-- What you will do --
Reproduce the data below verbatim from the line containing "pub struct PipelineConfig" through its final line, and produce nothing more.

>>>

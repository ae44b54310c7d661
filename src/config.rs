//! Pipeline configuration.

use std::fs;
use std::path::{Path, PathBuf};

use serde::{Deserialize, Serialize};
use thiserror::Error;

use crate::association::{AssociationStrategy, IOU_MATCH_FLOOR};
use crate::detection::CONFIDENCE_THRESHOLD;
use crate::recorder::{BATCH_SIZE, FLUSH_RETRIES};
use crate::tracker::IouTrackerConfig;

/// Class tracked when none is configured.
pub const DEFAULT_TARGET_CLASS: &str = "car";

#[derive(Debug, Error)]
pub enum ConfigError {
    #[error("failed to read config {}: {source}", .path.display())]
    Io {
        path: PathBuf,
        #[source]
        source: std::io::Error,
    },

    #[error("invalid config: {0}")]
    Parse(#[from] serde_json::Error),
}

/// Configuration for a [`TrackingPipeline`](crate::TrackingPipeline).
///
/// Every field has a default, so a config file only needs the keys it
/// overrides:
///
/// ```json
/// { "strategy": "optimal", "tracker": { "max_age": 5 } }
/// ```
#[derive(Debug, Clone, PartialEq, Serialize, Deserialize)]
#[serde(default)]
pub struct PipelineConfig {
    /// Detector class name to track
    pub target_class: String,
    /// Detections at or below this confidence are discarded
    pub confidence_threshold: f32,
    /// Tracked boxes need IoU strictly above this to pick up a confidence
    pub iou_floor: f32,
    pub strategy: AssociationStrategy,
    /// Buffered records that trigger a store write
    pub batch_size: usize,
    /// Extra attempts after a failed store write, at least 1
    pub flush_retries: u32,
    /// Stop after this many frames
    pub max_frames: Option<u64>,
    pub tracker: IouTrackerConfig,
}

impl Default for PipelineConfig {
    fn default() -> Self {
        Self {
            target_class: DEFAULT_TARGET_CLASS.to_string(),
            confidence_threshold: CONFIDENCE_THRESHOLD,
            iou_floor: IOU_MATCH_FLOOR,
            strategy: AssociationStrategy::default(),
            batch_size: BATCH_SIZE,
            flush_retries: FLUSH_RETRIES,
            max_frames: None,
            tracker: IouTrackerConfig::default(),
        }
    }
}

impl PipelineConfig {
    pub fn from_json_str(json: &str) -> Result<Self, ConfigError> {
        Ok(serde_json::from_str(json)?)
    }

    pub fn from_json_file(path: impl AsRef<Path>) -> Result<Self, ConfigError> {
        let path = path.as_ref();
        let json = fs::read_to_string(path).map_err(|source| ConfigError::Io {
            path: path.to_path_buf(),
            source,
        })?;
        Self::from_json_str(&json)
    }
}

<<<

-- Exercise response --
pub struct PipelineConfig {
    /// Detector class name to track
    pub target_class: String,
    /// Detections at or below this confidence are discarded
    pub confidence_threshold: f32,
    /// Tracked boxes need IoU strictly above this to pick up a confidence
    pub iou_floor: f32,
    pub strategy: AssociationStrategy,
    /// Buffered records that trigger a store write
    pub batch_size: usize,
    /// Extra attempts after a failed store write, at least 1
    pub flush_retries: u32,
    /// Stop after this many frames
    pub max_frames: Option<u64>,
    pub tracker: IouTrackerConfig,
}

impl Default for PipelineConfig {
    fn default() -> Self {
        Self {
            target_class: DEFAULT_TARGET_CLASS.to_string(),
            confidence_threshold: CONFIDENCE_THRESHOLD,
            iou_floor: IOU_MATCH_FLOOR,
            strategy: AssociationStrategy::default(),
            batch_size: BATCH_SIZE,
            flush_retries: FLUSH_RETRIES,
            max_frames: None,
            tracker: IouTrackerConfig::default(),
        }
    }
}

impl PipelineConfig {
    pub fn from_json_str(json: &str) -> Result<Self, ConfigError> {
        Ok(serde_json::from_str(json)?)
    }

    pub fn from_json_file(path: impl AsRef<Path>) -> Result<Self, ConfigError> {
        let path = path.as_ref();
        let json = fs::read_to_string(path).map_err(|source| ConfigError::Io {
            path: path.to_path_buf(),
            source,
        })?;
        Self::from_json_str(&json)
    }
}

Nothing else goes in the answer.